──────── DATA FOR THE TASK
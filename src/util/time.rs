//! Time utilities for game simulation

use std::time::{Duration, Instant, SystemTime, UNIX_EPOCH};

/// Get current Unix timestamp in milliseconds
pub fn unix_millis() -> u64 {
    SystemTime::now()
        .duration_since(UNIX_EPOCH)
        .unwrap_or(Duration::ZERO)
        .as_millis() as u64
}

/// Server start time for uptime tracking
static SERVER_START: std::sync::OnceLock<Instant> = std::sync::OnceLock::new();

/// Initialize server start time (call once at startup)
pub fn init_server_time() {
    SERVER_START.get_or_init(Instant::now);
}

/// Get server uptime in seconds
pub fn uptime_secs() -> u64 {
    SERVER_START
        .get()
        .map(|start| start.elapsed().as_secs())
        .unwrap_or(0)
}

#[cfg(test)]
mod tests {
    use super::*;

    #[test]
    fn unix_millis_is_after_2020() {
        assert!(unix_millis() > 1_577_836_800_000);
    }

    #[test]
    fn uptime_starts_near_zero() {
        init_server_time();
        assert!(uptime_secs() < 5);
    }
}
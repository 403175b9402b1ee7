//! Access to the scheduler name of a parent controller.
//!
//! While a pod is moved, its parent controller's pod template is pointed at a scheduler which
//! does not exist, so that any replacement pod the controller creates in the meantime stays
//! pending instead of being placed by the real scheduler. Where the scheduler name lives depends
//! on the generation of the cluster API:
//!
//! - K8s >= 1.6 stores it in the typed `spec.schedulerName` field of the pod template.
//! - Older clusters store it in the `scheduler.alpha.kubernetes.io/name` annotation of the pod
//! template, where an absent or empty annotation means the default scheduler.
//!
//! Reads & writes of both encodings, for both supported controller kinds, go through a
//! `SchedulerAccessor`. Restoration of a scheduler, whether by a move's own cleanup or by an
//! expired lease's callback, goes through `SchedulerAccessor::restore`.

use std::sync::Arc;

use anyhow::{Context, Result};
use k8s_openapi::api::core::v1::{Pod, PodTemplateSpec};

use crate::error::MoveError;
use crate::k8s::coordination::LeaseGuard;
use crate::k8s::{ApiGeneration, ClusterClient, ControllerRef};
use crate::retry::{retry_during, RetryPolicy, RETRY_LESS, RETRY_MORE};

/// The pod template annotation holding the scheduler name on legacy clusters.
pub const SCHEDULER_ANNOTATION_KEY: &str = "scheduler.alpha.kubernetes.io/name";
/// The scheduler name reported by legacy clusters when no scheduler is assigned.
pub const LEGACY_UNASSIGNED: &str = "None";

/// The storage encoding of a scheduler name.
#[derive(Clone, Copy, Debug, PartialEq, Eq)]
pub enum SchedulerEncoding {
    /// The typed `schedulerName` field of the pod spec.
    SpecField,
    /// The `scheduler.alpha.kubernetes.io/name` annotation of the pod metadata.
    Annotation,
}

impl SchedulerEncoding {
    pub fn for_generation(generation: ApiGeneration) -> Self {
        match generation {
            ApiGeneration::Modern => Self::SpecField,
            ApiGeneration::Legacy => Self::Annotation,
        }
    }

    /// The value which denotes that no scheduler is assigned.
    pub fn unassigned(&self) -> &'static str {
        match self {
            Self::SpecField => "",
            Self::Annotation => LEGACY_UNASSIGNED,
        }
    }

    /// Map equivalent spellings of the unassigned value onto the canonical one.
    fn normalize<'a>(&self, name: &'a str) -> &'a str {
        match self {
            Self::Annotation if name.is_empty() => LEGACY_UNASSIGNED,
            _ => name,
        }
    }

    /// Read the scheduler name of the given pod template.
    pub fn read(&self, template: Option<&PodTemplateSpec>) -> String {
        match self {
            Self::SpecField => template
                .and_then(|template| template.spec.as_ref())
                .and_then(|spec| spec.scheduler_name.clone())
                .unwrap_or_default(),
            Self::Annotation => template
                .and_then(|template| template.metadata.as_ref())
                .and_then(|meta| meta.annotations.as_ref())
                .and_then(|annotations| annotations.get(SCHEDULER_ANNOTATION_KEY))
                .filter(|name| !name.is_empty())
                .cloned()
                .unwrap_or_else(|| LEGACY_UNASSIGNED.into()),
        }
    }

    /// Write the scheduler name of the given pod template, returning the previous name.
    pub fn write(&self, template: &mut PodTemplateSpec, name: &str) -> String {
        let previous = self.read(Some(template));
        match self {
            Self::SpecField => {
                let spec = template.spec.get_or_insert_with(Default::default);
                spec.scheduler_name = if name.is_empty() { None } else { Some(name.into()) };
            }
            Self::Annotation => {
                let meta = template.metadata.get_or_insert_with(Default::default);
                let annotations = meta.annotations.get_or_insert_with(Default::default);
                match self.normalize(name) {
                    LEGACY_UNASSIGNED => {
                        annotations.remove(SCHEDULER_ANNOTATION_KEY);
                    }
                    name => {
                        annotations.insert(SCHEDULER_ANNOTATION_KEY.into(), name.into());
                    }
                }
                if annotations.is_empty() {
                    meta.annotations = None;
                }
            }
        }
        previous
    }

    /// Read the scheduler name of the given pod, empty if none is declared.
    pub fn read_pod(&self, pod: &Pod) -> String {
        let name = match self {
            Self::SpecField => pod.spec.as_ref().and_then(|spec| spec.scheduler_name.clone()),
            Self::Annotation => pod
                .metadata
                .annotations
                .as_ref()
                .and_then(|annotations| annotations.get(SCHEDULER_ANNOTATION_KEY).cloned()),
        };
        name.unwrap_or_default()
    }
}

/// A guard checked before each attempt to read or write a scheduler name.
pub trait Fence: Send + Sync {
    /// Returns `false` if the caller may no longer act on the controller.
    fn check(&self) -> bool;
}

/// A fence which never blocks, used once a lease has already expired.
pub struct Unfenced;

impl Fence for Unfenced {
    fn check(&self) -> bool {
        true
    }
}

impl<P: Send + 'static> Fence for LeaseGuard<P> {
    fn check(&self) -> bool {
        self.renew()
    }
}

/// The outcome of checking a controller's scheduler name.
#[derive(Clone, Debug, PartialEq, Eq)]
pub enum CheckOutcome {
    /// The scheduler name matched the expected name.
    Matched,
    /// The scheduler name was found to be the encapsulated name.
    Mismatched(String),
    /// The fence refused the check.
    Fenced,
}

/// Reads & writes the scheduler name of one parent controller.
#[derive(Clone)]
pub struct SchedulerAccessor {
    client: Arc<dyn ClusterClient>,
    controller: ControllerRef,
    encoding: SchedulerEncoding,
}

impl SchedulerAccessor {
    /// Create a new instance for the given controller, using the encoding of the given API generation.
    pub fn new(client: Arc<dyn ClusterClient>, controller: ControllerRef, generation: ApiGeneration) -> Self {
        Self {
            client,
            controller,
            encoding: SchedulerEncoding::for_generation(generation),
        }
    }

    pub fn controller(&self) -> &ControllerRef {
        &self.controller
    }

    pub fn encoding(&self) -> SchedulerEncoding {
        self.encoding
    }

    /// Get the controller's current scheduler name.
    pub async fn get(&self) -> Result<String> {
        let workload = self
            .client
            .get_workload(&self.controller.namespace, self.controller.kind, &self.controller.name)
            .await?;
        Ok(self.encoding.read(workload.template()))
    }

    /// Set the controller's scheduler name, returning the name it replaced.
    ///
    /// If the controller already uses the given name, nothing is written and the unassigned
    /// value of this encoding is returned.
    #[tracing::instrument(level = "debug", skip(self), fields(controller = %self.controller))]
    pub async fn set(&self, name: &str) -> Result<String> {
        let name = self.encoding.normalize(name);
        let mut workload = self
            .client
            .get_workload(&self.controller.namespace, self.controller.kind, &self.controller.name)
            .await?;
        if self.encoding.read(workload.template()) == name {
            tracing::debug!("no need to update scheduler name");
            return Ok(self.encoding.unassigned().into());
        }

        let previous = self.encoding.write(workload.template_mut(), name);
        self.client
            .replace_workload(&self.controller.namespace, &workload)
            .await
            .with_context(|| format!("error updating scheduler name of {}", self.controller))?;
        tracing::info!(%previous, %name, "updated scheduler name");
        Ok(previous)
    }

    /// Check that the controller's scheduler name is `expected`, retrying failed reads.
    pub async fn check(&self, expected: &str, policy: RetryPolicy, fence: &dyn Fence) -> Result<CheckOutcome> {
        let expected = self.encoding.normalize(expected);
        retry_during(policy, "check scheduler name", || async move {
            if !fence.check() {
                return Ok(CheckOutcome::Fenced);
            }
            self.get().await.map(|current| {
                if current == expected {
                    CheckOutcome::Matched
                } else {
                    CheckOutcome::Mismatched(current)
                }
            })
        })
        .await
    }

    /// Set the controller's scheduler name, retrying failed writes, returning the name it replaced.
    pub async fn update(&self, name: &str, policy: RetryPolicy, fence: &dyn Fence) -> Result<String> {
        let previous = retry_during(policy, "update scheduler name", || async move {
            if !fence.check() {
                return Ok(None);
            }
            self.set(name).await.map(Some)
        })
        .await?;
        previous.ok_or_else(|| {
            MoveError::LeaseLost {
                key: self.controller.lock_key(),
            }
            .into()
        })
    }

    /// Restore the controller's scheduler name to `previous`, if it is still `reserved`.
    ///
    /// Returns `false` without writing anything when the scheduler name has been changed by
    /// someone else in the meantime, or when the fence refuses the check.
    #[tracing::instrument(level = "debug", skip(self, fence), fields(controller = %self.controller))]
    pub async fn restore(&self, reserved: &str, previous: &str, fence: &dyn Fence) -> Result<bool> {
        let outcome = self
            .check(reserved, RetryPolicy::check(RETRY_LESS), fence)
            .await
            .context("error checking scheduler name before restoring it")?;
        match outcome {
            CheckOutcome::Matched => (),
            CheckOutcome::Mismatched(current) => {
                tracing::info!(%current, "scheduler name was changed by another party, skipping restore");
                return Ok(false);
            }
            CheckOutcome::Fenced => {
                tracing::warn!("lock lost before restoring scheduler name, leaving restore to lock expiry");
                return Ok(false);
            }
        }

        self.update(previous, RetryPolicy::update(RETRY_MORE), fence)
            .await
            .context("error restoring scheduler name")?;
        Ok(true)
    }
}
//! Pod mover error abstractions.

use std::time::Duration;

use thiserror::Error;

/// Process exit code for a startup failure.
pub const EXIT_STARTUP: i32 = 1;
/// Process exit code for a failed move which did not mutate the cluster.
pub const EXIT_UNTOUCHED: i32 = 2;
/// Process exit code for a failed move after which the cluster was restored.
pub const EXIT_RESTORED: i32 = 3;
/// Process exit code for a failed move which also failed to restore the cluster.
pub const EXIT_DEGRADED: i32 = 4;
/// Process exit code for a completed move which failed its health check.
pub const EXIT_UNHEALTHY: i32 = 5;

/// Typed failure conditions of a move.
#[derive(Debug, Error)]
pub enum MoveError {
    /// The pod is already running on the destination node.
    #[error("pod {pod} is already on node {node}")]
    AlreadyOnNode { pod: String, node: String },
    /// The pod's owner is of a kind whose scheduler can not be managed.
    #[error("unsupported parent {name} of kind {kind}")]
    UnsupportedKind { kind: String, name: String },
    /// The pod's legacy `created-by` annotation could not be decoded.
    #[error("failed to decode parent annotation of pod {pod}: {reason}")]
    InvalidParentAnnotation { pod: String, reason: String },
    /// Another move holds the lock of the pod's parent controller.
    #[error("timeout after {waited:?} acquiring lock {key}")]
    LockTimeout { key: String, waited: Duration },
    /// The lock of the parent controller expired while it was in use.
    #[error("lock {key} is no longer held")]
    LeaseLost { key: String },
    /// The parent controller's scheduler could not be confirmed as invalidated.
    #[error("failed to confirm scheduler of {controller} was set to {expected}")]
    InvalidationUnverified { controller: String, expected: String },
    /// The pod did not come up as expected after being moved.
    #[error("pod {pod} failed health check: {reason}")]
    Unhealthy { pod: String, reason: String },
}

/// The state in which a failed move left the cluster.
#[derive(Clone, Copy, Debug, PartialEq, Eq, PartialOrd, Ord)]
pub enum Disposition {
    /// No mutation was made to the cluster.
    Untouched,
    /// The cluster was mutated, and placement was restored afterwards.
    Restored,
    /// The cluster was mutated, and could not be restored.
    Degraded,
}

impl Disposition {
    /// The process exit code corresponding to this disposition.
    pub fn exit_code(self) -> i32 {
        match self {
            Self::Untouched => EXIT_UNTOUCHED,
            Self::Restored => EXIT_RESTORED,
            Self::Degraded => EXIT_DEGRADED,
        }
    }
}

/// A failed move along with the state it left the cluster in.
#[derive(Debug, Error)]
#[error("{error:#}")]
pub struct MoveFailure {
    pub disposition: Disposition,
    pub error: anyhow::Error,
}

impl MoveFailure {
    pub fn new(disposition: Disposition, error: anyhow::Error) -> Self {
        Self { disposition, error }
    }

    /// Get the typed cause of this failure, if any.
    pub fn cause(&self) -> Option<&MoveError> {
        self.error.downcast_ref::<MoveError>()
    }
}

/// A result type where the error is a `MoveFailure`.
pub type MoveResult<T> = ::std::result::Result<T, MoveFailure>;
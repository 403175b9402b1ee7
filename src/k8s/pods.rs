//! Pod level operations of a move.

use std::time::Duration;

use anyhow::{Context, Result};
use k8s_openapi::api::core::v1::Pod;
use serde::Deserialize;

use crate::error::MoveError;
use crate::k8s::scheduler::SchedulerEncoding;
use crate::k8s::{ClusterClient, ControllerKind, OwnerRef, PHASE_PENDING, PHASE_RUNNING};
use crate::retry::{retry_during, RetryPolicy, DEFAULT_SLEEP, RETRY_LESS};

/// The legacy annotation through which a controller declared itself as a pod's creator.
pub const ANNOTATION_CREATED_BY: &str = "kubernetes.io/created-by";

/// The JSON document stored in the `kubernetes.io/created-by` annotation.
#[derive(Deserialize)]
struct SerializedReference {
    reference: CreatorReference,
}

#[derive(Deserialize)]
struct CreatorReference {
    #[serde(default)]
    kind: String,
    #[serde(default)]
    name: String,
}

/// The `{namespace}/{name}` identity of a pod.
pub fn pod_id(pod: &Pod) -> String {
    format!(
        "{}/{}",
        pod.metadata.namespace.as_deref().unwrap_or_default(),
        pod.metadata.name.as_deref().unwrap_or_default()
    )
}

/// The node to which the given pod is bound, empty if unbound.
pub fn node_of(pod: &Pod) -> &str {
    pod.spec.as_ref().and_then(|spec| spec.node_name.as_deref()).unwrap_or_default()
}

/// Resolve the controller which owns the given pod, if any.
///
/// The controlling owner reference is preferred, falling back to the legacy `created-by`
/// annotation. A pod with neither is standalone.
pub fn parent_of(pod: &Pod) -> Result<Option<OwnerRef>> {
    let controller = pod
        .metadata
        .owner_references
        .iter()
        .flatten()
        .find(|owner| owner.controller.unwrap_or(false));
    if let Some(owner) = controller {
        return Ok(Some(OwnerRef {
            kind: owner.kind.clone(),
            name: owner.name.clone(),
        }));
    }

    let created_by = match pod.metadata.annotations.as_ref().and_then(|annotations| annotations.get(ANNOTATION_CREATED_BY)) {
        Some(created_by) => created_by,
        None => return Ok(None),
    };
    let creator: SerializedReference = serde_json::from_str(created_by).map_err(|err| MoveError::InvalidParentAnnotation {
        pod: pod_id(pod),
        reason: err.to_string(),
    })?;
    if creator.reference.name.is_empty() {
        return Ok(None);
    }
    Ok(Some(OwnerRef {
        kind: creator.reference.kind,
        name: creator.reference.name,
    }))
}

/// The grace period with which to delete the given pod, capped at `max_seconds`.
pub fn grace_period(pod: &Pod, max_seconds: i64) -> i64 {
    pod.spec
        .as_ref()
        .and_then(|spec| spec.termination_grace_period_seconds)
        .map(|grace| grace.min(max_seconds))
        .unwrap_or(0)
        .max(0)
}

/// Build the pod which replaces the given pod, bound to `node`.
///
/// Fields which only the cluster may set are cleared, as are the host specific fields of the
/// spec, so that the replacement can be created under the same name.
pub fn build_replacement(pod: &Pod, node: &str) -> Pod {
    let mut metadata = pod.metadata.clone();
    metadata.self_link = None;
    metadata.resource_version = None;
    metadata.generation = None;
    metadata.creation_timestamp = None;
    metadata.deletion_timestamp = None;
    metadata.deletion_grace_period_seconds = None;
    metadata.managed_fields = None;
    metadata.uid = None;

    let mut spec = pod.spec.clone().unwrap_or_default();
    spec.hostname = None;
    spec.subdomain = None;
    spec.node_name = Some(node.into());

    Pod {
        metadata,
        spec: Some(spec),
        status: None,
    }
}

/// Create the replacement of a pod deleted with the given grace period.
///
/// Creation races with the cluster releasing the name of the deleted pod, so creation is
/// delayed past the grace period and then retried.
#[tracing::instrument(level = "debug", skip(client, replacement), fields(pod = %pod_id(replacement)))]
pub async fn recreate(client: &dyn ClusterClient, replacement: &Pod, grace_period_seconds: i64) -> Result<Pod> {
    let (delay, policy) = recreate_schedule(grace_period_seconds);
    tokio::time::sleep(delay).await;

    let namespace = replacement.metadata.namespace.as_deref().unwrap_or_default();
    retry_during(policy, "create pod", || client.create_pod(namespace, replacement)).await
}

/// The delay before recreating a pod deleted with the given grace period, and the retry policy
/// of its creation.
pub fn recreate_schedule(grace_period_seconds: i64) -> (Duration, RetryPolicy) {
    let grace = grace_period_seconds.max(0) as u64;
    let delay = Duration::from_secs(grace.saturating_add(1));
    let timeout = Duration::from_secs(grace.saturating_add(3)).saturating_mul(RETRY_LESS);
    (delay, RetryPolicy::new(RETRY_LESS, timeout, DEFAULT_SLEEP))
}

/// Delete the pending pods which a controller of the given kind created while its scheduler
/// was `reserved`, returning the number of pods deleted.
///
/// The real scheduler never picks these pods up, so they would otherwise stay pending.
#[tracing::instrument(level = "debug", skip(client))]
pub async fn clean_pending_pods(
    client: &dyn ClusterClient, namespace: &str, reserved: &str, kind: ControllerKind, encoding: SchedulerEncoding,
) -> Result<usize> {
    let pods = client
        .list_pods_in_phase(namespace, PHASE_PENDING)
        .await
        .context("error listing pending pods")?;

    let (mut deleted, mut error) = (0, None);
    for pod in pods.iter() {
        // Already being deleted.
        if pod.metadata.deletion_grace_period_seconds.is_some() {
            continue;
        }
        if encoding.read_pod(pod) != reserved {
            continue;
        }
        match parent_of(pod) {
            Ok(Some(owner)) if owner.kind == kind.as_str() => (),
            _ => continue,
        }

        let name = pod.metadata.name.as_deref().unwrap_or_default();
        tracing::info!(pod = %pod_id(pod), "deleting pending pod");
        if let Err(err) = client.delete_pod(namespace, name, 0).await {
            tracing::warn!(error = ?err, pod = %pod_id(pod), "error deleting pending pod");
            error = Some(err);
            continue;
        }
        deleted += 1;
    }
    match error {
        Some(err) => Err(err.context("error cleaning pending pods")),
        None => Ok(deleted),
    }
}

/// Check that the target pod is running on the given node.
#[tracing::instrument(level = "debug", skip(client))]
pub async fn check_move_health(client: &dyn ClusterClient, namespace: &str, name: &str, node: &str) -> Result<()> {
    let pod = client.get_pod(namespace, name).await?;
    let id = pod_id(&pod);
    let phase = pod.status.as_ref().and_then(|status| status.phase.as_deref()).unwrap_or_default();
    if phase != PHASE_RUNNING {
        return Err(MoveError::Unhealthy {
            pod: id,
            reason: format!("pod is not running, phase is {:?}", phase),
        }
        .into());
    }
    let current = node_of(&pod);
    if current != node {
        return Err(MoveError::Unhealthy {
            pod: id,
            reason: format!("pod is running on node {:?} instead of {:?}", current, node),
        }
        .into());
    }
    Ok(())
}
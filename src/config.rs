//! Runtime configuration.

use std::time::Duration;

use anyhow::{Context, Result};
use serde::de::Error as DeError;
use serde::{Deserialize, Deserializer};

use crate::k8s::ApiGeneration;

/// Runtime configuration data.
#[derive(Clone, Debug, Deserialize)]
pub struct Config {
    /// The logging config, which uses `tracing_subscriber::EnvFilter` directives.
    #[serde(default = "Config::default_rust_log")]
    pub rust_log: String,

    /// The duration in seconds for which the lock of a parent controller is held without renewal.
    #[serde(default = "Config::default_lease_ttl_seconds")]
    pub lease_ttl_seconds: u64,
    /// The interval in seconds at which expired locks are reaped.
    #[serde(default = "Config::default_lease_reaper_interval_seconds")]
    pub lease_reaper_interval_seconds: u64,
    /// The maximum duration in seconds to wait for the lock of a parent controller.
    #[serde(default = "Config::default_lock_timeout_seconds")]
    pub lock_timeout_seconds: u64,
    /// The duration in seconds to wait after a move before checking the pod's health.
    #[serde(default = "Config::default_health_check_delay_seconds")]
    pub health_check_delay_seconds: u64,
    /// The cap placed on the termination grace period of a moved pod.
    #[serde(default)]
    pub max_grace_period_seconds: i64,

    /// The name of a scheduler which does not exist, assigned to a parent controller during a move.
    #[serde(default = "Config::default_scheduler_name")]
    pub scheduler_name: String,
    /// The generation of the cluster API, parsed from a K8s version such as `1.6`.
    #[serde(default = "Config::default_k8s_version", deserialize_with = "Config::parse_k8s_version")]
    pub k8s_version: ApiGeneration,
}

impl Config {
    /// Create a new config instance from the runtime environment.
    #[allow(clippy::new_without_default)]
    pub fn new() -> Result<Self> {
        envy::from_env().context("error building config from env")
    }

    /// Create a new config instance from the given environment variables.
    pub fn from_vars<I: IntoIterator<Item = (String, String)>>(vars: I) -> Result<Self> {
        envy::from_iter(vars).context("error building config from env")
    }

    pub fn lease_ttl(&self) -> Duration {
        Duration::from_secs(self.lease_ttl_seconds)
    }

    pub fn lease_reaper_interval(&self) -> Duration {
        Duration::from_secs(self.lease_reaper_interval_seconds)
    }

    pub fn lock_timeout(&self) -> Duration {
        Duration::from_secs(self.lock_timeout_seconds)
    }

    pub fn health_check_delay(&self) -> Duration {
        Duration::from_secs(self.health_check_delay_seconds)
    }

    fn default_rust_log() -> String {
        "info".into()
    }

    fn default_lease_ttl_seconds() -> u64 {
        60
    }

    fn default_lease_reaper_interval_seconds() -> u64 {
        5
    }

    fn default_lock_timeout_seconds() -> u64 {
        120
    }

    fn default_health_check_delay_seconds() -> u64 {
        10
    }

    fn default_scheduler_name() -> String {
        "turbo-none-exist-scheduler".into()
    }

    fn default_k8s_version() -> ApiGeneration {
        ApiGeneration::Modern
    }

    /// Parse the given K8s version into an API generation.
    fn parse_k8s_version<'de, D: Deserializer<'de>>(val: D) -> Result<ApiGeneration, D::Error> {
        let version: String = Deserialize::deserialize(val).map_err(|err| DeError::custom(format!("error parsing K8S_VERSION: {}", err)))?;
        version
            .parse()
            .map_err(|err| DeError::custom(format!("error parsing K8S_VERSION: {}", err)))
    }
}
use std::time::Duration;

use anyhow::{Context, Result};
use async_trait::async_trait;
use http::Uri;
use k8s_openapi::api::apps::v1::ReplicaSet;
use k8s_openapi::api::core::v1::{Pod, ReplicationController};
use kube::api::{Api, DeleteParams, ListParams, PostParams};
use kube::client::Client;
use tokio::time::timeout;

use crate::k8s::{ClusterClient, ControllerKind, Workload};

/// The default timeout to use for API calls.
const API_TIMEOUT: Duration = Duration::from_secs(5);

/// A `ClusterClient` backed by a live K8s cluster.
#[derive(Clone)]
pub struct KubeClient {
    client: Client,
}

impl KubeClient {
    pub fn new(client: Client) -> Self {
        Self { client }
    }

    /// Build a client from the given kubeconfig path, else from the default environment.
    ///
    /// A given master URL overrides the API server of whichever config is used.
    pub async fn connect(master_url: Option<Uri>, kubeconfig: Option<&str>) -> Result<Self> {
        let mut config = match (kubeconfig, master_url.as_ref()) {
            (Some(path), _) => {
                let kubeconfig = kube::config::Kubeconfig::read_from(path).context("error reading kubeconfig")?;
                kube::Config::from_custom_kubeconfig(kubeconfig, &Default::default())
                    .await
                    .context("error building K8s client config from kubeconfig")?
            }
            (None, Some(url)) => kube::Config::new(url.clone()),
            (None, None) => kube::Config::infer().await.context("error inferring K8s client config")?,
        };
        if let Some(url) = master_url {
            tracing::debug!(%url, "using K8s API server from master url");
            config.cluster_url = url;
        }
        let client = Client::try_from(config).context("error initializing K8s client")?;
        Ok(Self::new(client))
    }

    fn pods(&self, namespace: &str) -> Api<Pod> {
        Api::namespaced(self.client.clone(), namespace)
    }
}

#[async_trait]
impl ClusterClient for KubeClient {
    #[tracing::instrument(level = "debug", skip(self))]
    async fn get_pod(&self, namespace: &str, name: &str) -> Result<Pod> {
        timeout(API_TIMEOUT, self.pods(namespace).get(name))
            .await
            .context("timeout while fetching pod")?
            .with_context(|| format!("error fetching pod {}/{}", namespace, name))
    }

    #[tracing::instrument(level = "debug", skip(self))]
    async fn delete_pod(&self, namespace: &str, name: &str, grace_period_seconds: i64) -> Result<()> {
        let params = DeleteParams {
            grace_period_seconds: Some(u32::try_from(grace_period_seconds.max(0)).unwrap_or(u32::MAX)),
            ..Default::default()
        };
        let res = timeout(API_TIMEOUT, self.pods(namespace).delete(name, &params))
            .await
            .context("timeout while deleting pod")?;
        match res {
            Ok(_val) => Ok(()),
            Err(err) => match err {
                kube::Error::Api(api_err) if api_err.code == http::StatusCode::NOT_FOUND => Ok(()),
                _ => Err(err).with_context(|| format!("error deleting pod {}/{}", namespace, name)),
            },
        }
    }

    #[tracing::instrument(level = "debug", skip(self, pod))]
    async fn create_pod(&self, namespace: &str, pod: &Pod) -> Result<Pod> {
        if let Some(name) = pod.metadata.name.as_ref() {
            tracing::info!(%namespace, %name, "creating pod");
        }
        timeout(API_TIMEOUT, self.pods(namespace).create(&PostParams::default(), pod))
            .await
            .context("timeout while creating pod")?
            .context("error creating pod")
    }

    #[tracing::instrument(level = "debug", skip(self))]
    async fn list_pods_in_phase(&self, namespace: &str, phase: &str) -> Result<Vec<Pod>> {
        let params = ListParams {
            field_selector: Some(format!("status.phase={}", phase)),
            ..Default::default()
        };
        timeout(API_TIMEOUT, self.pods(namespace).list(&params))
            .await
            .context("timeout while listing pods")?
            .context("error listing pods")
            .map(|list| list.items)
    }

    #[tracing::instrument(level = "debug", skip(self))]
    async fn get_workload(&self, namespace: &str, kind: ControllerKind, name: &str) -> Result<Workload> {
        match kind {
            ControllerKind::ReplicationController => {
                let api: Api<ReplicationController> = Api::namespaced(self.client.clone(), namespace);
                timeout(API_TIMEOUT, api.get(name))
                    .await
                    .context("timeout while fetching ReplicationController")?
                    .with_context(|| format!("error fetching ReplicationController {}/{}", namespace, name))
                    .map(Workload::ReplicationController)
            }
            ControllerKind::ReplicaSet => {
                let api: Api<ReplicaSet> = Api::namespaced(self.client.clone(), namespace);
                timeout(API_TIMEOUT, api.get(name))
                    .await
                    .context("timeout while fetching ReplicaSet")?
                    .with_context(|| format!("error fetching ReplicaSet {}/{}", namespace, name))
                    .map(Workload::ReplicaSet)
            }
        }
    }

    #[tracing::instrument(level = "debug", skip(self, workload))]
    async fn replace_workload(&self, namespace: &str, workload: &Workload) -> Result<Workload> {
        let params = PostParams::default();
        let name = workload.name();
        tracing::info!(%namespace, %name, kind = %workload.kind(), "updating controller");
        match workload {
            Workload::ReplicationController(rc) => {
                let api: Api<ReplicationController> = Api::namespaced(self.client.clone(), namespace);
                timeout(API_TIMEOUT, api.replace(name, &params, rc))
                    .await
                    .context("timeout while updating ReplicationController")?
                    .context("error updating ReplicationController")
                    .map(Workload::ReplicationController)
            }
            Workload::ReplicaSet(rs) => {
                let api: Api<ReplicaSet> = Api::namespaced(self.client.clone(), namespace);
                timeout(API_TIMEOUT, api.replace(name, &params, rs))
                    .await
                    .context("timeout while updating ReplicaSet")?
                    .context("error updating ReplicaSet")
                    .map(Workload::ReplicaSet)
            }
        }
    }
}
────────────────
■ WHAT IS BEING ASKED ■
For the word "Send", count the lines of the records that contain it and give only the number.

■ WRITTEN SOLUTION ■
2